══ DATASET EXTRACT

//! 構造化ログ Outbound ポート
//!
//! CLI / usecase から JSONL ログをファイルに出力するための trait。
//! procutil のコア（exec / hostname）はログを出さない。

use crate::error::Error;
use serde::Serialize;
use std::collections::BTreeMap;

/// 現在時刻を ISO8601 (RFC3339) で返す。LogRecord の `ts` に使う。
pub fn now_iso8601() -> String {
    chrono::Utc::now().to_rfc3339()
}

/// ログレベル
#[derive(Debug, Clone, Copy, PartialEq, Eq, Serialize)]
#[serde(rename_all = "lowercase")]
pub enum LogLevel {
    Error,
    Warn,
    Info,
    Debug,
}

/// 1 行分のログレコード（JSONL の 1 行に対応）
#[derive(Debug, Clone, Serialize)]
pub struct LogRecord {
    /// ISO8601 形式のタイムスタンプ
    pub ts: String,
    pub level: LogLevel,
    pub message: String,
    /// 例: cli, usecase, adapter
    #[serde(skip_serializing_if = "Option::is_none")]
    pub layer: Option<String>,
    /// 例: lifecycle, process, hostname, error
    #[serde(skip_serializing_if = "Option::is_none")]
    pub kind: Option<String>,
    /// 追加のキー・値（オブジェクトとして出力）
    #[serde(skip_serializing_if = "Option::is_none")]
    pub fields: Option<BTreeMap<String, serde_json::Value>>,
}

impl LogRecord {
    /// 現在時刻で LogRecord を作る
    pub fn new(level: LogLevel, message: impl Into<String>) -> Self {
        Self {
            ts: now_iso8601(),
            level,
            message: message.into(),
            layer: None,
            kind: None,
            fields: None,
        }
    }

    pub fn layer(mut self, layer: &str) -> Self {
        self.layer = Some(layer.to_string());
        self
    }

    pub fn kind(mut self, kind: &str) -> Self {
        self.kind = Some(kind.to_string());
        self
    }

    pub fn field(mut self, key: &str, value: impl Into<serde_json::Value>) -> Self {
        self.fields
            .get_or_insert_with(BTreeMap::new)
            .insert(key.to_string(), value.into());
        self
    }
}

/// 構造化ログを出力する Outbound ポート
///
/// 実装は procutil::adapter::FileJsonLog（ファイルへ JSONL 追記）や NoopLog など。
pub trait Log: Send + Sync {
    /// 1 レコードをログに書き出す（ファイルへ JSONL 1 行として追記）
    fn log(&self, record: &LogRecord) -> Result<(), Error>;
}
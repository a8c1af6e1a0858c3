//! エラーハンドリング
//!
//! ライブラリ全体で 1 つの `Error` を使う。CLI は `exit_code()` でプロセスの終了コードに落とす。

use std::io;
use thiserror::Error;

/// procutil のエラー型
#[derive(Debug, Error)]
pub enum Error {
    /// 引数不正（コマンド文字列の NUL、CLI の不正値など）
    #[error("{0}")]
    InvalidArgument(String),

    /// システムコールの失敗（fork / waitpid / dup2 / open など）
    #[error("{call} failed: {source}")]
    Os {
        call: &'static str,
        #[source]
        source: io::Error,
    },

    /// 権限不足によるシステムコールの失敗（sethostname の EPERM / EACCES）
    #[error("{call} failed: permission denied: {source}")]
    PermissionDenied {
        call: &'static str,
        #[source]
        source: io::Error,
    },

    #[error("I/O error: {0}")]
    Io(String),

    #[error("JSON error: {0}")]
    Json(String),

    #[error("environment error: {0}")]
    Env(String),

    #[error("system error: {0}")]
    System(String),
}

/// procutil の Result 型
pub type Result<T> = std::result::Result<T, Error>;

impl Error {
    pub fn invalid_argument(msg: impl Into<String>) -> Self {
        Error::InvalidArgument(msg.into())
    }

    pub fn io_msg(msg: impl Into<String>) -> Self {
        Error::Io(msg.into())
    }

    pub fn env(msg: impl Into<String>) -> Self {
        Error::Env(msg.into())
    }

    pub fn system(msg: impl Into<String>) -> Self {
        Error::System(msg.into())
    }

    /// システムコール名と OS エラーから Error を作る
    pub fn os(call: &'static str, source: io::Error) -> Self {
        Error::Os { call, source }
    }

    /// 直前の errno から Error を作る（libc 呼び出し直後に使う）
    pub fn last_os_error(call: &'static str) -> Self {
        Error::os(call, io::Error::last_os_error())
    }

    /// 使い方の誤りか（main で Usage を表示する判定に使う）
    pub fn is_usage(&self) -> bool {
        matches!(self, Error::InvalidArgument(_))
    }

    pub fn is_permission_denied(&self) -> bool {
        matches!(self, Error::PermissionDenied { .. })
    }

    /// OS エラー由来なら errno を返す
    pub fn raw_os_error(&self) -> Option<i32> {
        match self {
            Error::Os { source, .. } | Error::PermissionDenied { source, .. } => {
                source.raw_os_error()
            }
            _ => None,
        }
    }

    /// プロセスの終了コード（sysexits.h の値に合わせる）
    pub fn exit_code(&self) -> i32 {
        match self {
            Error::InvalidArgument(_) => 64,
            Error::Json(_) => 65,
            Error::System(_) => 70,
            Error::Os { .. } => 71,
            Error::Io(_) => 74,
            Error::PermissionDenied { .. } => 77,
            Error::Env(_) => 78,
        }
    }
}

════

### WHAT YOU SHOULD DO
Extract from the data every line where "Serialize" shows up.

### OUTPUT OF THE TASK
use serde::Serialize;
#[derive(Debug, Clone, Copy, PartialEq, Eq, Serialize)]
#[derive(Debug, Clone, Serialize)]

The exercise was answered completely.